When Richard Nixon announced he was resigning the presidency in the wake of Watergate, it seemed that an earth-shaking decade of assassinations, uprisings, scandals, and cultural upheaval had come, at last, to its ignoble end. Gerald Ford came into office with a healthy 71 percent approval rating. A star athlete, World War II vet, and long-serving member of Congress, Ford’s ascent seemed to promise a steady hand after years of unrest.
Then, in an attempt to move on from that tumultuous decade, he pardoned Nixon. Americans revolted. By the end of his short presidency, he saw his popularity plummet and, thanks to the new sketch comedy show “Saturday Night Live,” became a national laughingstock.
So much for unity.
Fault Lines, the new history of the United States since 1974 from Princeton historians Kevin M. Kruse and Julian E. Zelizer, charts how disunity became a central feature of American political life over the past 40 years. Bookended by the Nixon resignation and the election of Donald Trump, the book argues that, in the intervening years, polarization and discord replaced consensus and bipartisanship.
Any reader not already convinced of that proposition at the start of the book will certainly be by its end. Kruse and Zelizer capture, in brisk yet detailed prose, the widening gyre of American politics, as political parties, activist media, and primary voters abandoned the political center and retreated to ideological base camps.
At least through the mid-2000s, the process happened earlier and more completely on the Right than on the Left. As such, during the 1980s and 1990s the fault lines in American politics shifted but did not necessarily widen, as Democrats tacked toward the center in an attempt to win back the voters who had jumped ship during the Reagan and Gingrich years. But the Iraq War and the 2008 financial crisis kicked the party’s left-leaning base back into gear, and that center gradually disappeared.
“Gradually” is an important qualifier here, for while politics gets rougher as the book goes on, it does not always shake out along partisan lines. Take, for instance, the fight over explicit music lyrics. That campaign was led by Susan Baker, wife of Republican Treasury Secretary James Baker, and Tipper Gore, wife of then-Sen. Al Gore, D-Tenn. Bipartisanship persisted up through the votes on No Child Left Behind and the Iraq War. While there are tremors that suggest bipartisan collaboration was in trouble — see: Robert Bork — more often it remained, if not frequent, at least possible.
Why that possibility disappears is not entirely explained, but by the time readers reach the 2010s it has clearly evaporated.
That points to one of the faults with Fault Lines. Readers will walk away with a deep understanding of what happened to America, especially in the realms of politics and pop culture, over the last 40 years. But not why it happened. Why did a new form of polarization and partisanship come to define American politics? That question is left largely unanswered. There are tantalizing hints here and there. In a later chapter, they point to “gerrymandered districts” having “created homogeneous voting bases and the fractured media fostered political echo chambers.” But there is no overarching analysis of what drove Americans to abandon consensus and embrace division.

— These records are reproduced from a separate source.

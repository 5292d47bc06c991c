//! API utilities for frontend-backend communication
//!
//! Provides helper functions for constructing API URLs.

/// Port the backend listens on next to the served frontend
const BACKEND_PORT: u16 = 3000;

/// Get the base URL for API requests
///
/// Constructs the API base URL from the current window location,
/// using the backend port on the same host.
///
/// # Returns
/// - API base URL like "http://localhost:3000"
/// - Empty string if window is not available (relative URLs are used then)
pub fn api_base() -> String {
    let window = match web_sys::window() {
        Some(w) => w,
        None => return String::new(),
    };
    let location = window.location();
    let protocol = location.protocol().unwrap_or_else(|_| "http:".to_string());
    let hostname = location
        .hostname()
        .unwrap_or_else(|_| "127.0.0.1".to_string());
    base_url(&protocol, &hostname)
}

fn base_url(protocol: &str, hostname: &str) -> String {
    format!("{}//{}:{}", protocol, hostname, BACKEND_PORT)
}

/// Build a full API URL from a path
///
/// # Example
/// ```rust,ignore
/// let url = api_url("/api/admin/content");
/// ```
pub fn api_url(path: &str) -> String {
    format!("{}{}", api_base(), path)
}

/// Build a URL with query parameters, skipping `None` values
pub fn api_url_with_query(path: &str, params: &[(&str, Option<&str>)]) -> String {
    let query = params
        .iter()
        .filter_map(|(key, value)| {
            value.map(|v| format!("{}={}", key, urlencoding::encode(v)))
        })
        .collect::<Vec<_>>()
        .join("&");

    if query.is_empty() {
        api_url(path)
    } else {
        format!("{}?{}", api_url(path), query)
    }
}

Or, for that matter, an exploration of whether consensus is really desirable. The mid-20th-century consensus shattered for many reasons, but one important one is that for those outside of it, it was intolerable. And not just for women and people of color: Conservatives hated the consensus that left them on the political and cultural fringes.
For many political groups, polarization was not a consequence of political change but a tool of it, a strategy rather than an outcome. The authors sometimes confuse the two, as when they write that, after the Fairness Doctrine’s demise, a Democratic Congress tried to reinstate it, only to be vetoed by President Ronald Reagan.
A stark case of partisanship, right? Wrong: House Speaker Newt Gingrich of Georgia and Senate Majority Leader Trent Lott of Mississippi, among other Republicans, favored it. The Fairness Doctrine wasn’t reimagined as partisan legislation until 1993, when the rise of Rush Limbaugh changed the right’s political calculus and its origin myth was reimagined as a Democratic plot to stifle right-wing speech.
Ultimately, Fault Lines catalogs our political divisions more than it explains them. That is still an important service — the changes are critical to understanding our current political moment. And by pushing into the 1990s, 2000s, and beyond, Kruse and Zelizer are entering ground that, so far, has been the province of journalists rather than historians.
Journalists, as the saying goes, write the first draft of history. Here their accounts are brought together into an important narrative, but one not fundamentally transformed by the historian’s hand.
Nicole Hemmer is an assistant professor at the University of Virginia’s Miller Center and author of Messengers of the Right: Conservative Media and the Transformation of American Politics.